==== DATASET RECORDS

use std::collections::HashMap;

use anyhow::Context as _;
use serde::Serialize;

use crate::{
    codec::{SessionCodec, encoded_key_size},
    store::SessionRecord,
};

/// Running totals for one analysis run.
#[derive(Debug, Clone, Default)]
pub struct SessionStats {
    processed: u64,
    total: u64,
    missing: u64,
    sizes: Vec<usize>,
    key_counts: HashMap<String, u64>,
    key_sizes: HashMap<String, Vec<usize>>,
}

#[derive(Debug, Clone, Serialize, PartialEq)]
pub struct Report {
    pub processed_sessions: u64,
    pub total_sessions: u64,
    pub missing_sessions: u64,
    pub average_size: f64,
    pub keys: Vec<KeyReport>,
}

#[derive(Debug, Clone, Serialize, PartialEq)]
pub struct KeyReport {
    pub key: String,
    pub count: u64,
    pub average_size: f64,
}

impl SessionStats {
    pub fn new(total: u64) -> Self {
        Self {
            total,
            ..Self::default()
        }
    }

    pub fn processed(&self) -> u64 {
        self.processed
    }

    pub fn missing(&self) -> u64 {
        self.missing
    }

    /// Decodes `record` and tallies its size and keys. Nothing is counted when
    /// decoding fails.
    pub fn record(
        &mut self,
        record: &SessionRecord,
        codec: &dyn SessionCodec,
    ) -> anyhow::Result<()> {
        let decoded = codec
            .decode(&record.session_data)
            .with_context(|| format!("decode session `{}`", record.session_key))?;

        let mut measured = Vec::with_capacity(decoded.len());
        for (key, value) in &decoded {
            let size = encoded_key_size(codec, key, value).with_context(|| {
                format!("measure key `{key}` of session `{}`", record.session_key)
            })?;
            measured.push((key, size));
        }

        self.processed += 1;
        self.sizes.push(record.encoded_size());
        for (key, size) in measured {
            *self.key_counts.entry(key.clone()).or_default() += 1;
            self.key_sizes.entry(key.clone()).or_default().push(size);
        }
        Ok(())
    }

    pub fn record_missing(&mut self) {
        self.missing += 1;
    }

    pub fn report(&self) -> Report {
        let mut keys: Vec<KeyReport> = self
            .key_counts
            .iter()
            .map(|(key, count)| KeyReport {
                key: key.clone(),
                count: *count,
                average_size: mean(self.key_sizes.get(key).map_or(&[][..], Vec::as_slice)),
            })
            .collect();
        keys.sort_by(|a, b| b.count.cmp(&a.count).then_with(|| a.key.cmp(&b.key)));

        Report {
            processed_sessions: self.processed,
            total_sessions: self.total,
            missing_sessions: self.missing,
            average_size: mean(&self.sizes),
            keys,
        }
    }
}

fn mean(values: &[usize]) -> f64 {
    if values.is_empty() {
        return 0.0;
    }
    let sum: u128 = values.iter().map(|value| *value as u128).sum();
    sum as f64 / values.len() as f64
}

#[cfg(test)]
mod tests {
    use super::SessionStats;
    use crate::{codec::JsonCodec, store::SessionRecord};

    fn record(key: &str, data: &str) -> SessionRecord {
        SessionRecord {
            session_key: key.to_owned(),
            session_data: data.as_bytes().to_vec(),
            expire_date: None,
        }
    }

    #[test]
    fn empty_run_reports_zero_average() {
        let report = SessionStats::new(12).report();
        assert_eq!(report.processed_sessions, 0);
        assert_eq!(report.total_sessions, 12);
        assert_eq!(report.average_size, 0.0);
        assert!(report.keys.is_empty());
    }

    #[test]
    fn counts_keys_once_per_session_and_averages_sizes() {
        let mut stats = SessionStats::new(3);
        let first = record("s1", r#"{"cart":[1,2],"user":"7"}"#);
        let second = record("s2", r#"{"user":"12345"}"#);
        stats.record(&first, &JsonCodec).unwrap();
        stats.record(&second, &JsonCodec).unwrap();

        let report = stats.report();
        assert_eq!(report.processed_sessions, 2);
        assert_eq!(
            report.average_size,
            (first.session_data.len() + second.session_data.len()) as f64 / 2.0
        );

        assert_eq!(report.keys.len(), 2);
        assert_eq!(report.keys[0].key, "user");
        assert_eq!(report.keys[0].count, 2);
        let user_sizes = [r#"{"user":"7"}"#.len(), r#"{"user":"12345"}"#.len()];
        assert_eq!(
            report.keys[0].average_size,
            (user_sizes[0] + user_sizes[1]) as f64 / 2.0
        );
        assert_eq!(report.keys[1].key, "cart");
        assert_eq!(report.keys[1].count, 1);
        assert_eq!(report.keys[1].average_size, r#"{"cart":[1,2]}"#.len() as f64);
    }

    #[test]
    fn ties_are_ordered_by_key_name() {
        let mut stats = SessionStats::new(1);
        stats
            .record(&record("s", r#"{"zeta":1,"alpha":1,"mid":1}"#), &JsonCodec)
            .unwrap();
        let keys: Vec<_> = stats.report().keys.into_iter().map(|k| k.key).collect();
        assert_eq!(keys, ["alpha", "mid", "zeta"]);
    }

    #[test]
    fn decode_failure_leaves_counters_untouched() {
        let mut stats = SessionStats::new(1);
        let err = stats
            .record(&record("broken", "not json"), &JsonCodec)
            .unwrap_err();
        assert!(
            format!("{err:#}").contains("decode session `broken`"),
            "error: {err:#}"
        );
        assert_eq!(stats.processed(), 0);
        assert!(stats.report().keys.is_empty());
    }

    #[test]
    fn missing_sessions_are_counted_separately() {
        let mut stats = SessionStats::new(5);
        stats.record_missing();
        stats.record_missing();
        assert_eq!(stats.missing(), 2);
        assert_eq!(stats.processed(), 0);
        assert_eq!(stats.report().missing_sessions, 2);
    }
}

========

» **DIRECTIONS**: Search the entries for "JsonCodec" and copy out each line that has it.

» **PROBLEM SOLUTION**:
    use crate::{codec::JsonCodec, store::SessionRecord};
        stats.record(&first, &JsonCodec).unwrap();
        stats.record(&second, &JsonCodec).unwrap();
            .record(&record("s", r#"{"zeta":1,"alpha":1,"mid":1}"#), &JsonCodec)
            .record(&record("broken", "not json"), &JsonCodec)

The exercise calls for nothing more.